Gelecek kaygılarını gösterilerle dile getirdiler.
Belki o yüzden Ekrem İmamoğlu’nun diplomasının iptalini kendi talep ve şikayetlerine yansıttılar, kendi diplomaları üzerinden gelecek kaygılarıyla birleştirerek sembolize ettiler.
Saraçhane’deki tepkilerin gençler arasında dalga dalga yayılması da biriktirdikleri mutsuzluğun alanlardaki görüntüsüydü.
İktidar bu görüntü üstüne, daha önce de başvurduğu baskı ve korku iklimi yaratarak yönetme anlayışını yeniden devreye soktu.
Muhalif eylemlerden ve açıklamalardan suç yaratma ve soruşturmalar yoluyla bunu engelleme yoluna yöneldi.
Bu korkutma ve sindirme yöntemini de iş adamlarından gazetecilere, sanatçılardan fenomenlere kadar popüler isimler üzerinde uygulayarak topluma mesaj vermeye başladı.
İktidara yakın gazete ve televizyonlarda algı operatörlerinin tehditvari yazı ve konuşmaları da bu iklimi besliyor.

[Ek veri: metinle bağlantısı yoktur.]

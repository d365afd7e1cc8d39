// Copyright 2025 Amiable
// SPDX-License-Identifier: MIT

//! RGB colors and the named palette
//!
//! The palette maps human-readable names to 24-bit colors. A built-in table
//! is used by default; an optional palette file (pairs of lines, a `#RRGGBB`
//! code followed by a name) replaces it at startup.

use crate::error::ConfigError;
use std::collections::HashMap;
use std::path::Path;

/// 24-bit RGB color
#[derive(Debug, Clone, Copy, PartialEq, Eq, Hash)]
pub struct Color {
    pub red: u8,
    pub green: u8,
    pub blue: u8,
}

impl Color {
    pub const fn new(red: u8, green: u8, blue: u8) -> Color {
        Color { red, green, blue }
    }

    /// Render as a `#RRGGBB` code
    pub fn to_code(self) -> String {
        format!("#{:02X}{:02X}{:02X}", self.red, self.green, self.blue)
    }

    /// Parse a `#RRGGBB` code
    pub fn from_code(code: &str) -> Option<Color> {
        let hex = code.strip_prefix('#')?;
        if hex.len() != 6 {
            return None;
        }
        let red = u8::from_str_radix(&hex[0..2], 16).ok()?;
        let green = u8::from_str_radix(&hex[2..4], 16).ok()?;
        let blue = u8::from_str_radix(&hex[4..6], 16).ok()?;
        Some(Color { red, green, blue })
    }
}

/// The built-in named colors
const BUILTIN_COLORS: &[(&str, &str)] = &[
    ("Black", "#000000"),
    ("DarkGrey", "#A9A9A9"),
    ("Gray", "#808080"),
    ("White", "#FFFFFF"),
    ("Red", "#FF0000"),
    ("Yellow", "#FFFF00"),
    ("Lime", "#00FF00"),
    ("Green", "#008000"),
    ("Spring", "#00FF7F"),
    ("Turquoise", "#40E0D0"),
    ("Cyan", "#00FFFF"),
    ("Sky", "#87CEEB"),
    ("Blue", "#0000FF"),
    ("Orchid", "#DA70D6"),
    ("Magenta", "#FF00FF"),
    ("Pink", "#FFC0CB"),
    ("Orange", "#FFA580"),
    ("Indigo", "#4B0082"),
    ("Violet", "#EE82EE"),
];

/// Named color palette
#[derive(Debug, Clone)]
pub struct Palette {
    colors: HashMap<String, Color>,
}

impl Palette {
    /// Look up a color by name
    pub fn get(&self, name: &str) -> Option<Color> {
        self.colors.get(name).copied()
    }

    /// Look up a color by name, erroring on a miss
    pub fn require(&self, name: &str) -> Result<Color, ConfigError> {
        self.get(name)
            .ok_or_else(|| ConfigError::UnknownColor(name.to_string()))
    }

    /// Load a palette from a file of line pairs: `#RRGGBB` then a name
    ///
    /// Blank lines between pairs are ignored.
    pub fn load(path: &Path) -> Result<Palette, ConfigError> {
        let contents = std::fs::read_to_string(path)?;
        Self::parse(&contents)
    }

    fn parse(contents: &str) -> Result<Palette, ConfigError> {
        let mut colors = HashMap::new();
        let mut lines = contents.lines().filter(|l| !l.trim().is_empty());
        while let Some(code_line) = lines.next() {
            let code_line = code_line.trim();
            let color = Color::from_code(code_line)
                .ok_or_else(|| ConfigError::InvalidColor(code_line.to_string()))?;
            let name = lines
                .next()
                .ok_or_else(|| ConfigError::TruncatedPalette(code_line.to_string()))?;
            colors.insert(name.trim().to_string(), color);
        }
        Ok(Palette { colors })
    }
}

impl Default for Palette {
    fn default() -> Self {
        let colors = BUILTIN_COLORS
            .iter()
            .map(|(name, code)| {
                let color = Color::from_code(code).expect("builtin color table is well formed");
                (name.to_string(), color)
            })
            .collect();
        Palette { colors }
    }
}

Örneğin Yeni Şafak Gazetesi’nde köşe yazarlığı yapan Aydın Ünal’ın yazısında kulandığı “Yeni duruma alışacaksınız, Anadolu ihtilalini kabulleneceksiniz, milletin ve milli iradenin önünde diz çökeceksiniz. Ya normalleşecek ya da daha da yalnızlaşacak, marjinalleşeceksiniz. Başka yol yok.” ifadeleri bunun tipik göstergesi.
Yazının bütününe baktığınızda da ayrımcı ve ötekileştirici bir dil hakim. Ayrıca nefret ve öç alma duyguları da satırlara yansımış.
Anayasa Mahkemesi kararlarına uyulmadığı, AİHM kararlarının dikkate alınmadığı bir yerde, tutuklamanın peşin cezaya dönüştüğü bir yargı ortamında bu anlayış bir “yönetme stratejisi” olarak kendini gösteriyor.
İktidarın bu stratejisi karşısında ana muhalefet partisi CHP de el yükseltti ve kitleleri de harekete geçiren bir mücadele biçimi başlattı.
Hedefi erken seçim.
Bunu da kitleyi büyüterek ve o kitleyi etkin ve görünür şekilde mücadele alanına katarak iktidarın önüne koyuyor.
Yaratılmak istenen korku ve baskı ortamında cesareti örgütlüyor.
Gençler bu mücadele hattının bazen önünde, bazen yanında, bazen arkasında. Ama hep mücadelenin içinde…
Öyle görünüyor ki gençlerin önemli bir bölümü kaçıp gitmenin bir çözüm olmadığını görmüş.
O yüzden; “Kurtuluş yok tek başına, ya hep beraber ya hiç birimiz” sloganı demokratik yollardan itiraz hakkını kullanan, talep eden, hak arayan, geleceğine sahip çıkan, birlikte mücadele ederek geleceği inşa edebileceklerine inanan gençlerin diline çok yakıştı.
Bir de yaratıcılar, bir de mizah dilini iyi kullanıyorlar ve kendilerini çok net ifade ediyorlar.
Kurucu lider, büyük devlet adamı Mustafa Kemal Atatürk’ün gençlere güvenmesi ve Cumhuriyeti onlara emanet etmesi de boşuna değil.
Gelecek onların.
O gelecekte söz, yetki, karar da onların.